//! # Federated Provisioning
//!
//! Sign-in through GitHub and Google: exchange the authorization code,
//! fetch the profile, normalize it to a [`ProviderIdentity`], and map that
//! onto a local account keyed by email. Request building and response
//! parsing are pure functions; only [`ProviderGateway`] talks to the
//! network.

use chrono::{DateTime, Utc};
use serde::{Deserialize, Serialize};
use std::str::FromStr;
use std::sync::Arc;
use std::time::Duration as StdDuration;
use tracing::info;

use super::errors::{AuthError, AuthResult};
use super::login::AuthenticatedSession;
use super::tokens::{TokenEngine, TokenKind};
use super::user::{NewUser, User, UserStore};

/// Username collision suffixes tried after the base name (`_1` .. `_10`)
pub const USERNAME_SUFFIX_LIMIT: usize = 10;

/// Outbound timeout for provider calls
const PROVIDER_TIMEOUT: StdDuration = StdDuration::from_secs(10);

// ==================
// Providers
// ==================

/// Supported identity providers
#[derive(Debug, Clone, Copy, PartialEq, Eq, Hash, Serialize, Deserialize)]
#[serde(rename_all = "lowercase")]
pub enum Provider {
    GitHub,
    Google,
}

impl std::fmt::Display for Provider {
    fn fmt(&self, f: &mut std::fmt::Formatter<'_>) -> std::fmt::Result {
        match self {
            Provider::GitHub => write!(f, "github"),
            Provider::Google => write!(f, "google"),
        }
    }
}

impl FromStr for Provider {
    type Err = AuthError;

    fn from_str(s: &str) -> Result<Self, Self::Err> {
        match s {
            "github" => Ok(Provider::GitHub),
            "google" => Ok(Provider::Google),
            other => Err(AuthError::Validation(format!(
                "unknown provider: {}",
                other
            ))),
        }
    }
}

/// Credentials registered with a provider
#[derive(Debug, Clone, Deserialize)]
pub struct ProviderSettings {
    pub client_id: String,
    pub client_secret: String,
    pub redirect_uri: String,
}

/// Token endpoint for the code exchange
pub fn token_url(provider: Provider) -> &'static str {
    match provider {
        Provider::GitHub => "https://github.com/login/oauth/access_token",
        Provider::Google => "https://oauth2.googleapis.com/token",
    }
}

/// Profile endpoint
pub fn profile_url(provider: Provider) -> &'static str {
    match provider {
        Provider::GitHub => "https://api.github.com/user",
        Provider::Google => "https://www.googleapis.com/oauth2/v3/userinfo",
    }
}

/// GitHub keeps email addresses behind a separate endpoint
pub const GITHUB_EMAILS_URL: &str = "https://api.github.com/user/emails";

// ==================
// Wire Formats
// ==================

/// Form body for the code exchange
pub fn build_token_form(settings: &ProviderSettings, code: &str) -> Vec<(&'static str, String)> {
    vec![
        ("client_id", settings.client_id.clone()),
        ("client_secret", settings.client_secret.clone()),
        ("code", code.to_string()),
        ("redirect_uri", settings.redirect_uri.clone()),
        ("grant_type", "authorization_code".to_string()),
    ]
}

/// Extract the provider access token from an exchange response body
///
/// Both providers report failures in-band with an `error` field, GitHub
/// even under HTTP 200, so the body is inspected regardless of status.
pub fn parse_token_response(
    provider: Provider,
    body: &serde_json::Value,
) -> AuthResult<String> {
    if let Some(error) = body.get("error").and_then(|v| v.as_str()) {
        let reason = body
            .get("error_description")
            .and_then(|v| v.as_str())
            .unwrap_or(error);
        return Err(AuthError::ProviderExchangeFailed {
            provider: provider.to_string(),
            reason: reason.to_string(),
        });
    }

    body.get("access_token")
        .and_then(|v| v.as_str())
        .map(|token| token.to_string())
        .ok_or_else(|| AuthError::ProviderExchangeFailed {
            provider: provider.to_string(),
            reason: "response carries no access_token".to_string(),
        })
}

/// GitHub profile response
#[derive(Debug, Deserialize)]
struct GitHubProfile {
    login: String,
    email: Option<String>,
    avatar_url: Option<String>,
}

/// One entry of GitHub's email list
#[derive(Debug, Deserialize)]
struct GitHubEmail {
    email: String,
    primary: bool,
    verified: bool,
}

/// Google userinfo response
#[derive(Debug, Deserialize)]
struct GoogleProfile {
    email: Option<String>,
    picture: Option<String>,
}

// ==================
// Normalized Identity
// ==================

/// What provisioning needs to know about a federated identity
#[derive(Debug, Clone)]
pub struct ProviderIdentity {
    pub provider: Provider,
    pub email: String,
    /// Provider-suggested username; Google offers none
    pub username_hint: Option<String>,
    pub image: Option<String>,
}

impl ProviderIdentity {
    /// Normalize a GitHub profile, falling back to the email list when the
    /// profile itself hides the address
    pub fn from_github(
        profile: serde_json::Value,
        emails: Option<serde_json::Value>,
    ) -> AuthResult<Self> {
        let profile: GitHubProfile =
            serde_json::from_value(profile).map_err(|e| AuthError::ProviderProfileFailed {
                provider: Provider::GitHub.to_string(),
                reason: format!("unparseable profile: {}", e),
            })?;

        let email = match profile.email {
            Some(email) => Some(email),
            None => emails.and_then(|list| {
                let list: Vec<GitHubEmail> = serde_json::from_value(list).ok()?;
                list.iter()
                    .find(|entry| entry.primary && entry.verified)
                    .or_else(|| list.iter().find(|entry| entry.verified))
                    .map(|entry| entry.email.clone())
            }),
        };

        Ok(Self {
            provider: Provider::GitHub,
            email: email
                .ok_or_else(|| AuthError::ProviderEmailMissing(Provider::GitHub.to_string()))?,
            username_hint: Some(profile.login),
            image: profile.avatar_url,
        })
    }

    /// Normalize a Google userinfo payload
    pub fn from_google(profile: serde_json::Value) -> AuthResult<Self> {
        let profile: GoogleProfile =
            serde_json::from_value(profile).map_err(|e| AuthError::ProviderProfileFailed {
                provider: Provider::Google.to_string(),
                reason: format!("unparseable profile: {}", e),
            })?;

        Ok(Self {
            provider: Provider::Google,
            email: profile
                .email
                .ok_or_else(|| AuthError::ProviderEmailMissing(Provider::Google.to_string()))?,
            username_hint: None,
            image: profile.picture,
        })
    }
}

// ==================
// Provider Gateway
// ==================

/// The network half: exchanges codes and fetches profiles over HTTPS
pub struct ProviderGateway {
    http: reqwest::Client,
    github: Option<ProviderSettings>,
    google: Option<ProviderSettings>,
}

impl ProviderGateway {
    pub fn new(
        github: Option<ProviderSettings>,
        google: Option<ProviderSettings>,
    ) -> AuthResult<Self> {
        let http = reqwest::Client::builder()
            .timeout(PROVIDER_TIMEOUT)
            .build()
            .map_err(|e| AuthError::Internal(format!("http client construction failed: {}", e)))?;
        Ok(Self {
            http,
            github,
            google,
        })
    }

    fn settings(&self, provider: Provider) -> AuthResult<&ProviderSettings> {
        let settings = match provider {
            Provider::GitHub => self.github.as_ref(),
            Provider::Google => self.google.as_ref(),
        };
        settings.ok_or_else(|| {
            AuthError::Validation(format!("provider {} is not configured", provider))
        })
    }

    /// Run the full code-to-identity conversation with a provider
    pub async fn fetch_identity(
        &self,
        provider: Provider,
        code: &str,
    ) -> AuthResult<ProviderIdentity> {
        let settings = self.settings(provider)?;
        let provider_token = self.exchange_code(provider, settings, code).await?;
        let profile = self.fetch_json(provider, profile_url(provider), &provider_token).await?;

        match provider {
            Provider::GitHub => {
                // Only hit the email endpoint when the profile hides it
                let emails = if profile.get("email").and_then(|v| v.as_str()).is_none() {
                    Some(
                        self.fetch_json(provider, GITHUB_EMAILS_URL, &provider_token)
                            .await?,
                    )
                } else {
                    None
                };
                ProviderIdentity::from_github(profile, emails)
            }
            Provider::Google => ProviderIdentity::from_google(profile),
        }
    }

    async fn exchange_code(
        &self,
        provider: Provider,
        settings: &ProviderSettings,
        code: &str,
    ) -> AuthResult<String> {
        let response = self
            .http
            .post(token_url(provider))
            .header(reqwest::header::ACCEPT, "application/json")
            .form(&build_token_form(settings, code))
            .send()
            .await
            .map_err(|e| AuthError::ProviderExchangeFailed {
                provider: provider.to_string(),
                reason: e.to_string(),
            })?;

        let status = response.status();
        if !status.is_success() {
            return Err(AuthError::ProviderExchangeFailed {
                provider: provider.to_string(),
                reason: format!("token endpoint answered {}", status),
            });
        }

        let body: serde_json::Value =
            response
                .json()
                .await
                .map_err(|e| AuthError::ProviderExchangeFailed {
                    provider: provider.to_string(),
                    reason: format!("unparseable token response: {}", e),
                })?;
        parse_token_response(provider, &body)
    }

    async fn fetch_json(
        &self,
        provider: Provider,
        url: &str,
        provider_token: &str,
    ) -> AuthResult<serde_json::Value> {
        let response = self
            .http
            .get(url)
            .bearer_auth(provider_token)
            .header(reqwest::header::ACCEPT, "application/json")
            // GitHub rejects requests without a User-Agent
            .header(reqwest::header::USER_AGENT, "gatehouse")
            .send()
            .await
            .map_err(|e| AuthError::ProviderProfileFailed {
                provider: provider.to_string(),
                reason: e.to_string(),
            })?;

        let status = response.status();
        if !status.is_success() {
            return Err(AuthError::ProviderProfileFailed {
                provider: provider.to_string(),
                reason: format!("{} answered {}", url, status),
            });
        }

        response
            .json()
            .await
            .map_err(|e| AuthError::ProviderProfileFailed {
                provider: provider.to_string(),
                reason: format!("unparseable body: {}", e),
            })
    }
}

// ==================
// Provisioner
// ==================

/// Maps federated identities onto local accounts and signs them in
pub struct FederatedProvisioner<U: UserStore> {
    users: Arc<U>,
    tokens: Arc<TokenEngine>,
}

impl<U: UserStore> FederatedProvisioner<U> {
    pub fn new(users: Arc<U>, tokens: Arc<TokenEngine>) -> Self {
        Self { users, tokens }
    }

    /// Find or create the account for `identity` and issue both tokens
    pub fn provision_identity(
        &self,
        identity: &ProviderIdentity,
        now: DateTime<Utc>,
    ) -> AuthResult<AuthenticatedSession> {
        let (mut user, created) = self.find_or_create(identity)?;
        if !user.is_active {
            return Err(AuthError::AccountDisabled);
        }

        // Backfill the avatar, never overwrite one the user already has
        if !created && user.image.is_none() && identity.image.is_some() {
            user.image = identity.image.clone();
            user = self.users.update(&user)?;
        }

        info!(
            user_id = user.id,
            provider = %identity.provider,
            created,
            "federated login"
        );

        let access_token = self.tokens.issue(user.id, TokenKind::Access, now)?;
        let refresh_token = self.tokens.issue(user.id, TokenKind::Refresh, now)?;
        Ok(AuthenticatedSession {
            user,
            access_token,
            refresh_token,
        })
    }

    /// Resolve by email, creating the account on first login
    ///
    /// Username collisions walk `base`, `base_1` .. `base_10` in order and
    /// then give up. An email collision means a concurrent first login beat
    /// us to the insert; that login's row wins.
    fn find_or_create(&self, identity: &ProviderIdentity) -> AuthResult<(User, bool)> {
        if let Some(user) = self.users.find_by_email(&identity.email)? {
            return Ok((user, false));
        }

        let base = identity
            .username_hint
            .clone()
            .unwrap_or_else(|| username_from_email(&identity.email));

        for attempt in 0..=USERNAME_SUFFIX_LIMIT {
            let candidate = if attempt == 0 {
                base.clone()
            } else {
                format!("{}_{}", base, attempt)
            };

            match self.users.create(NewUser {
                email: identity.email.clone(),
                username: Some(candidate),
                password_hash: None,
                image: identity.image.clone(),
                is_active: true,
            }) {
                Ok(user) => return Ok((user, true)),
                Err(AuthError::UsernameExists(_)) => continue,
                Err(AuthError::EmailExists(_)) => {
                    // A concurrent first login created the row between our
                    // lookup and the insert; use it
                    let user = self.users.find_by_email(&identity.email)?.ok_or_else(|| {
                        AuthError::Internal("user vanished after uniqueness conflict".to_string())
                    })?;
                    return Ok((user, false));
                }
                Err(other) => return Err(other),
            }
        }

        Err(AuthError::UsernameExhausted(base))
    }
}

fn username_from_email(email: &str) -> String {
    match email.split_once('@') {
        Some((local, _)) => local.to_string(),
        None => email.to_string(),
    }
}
################
- [Work to complete]:
Wherever the string "static" occurs in the data, copy the line that holds it.

- [Output below]:
pub fn token_url(provider: Provider) -> &'static str {
pub fn profile_url(provider: Provider) -> &'static str {
pub fn build_token_form(settings: &ProviderSettings, code: &str) -> Vec<(&'static str, String)> {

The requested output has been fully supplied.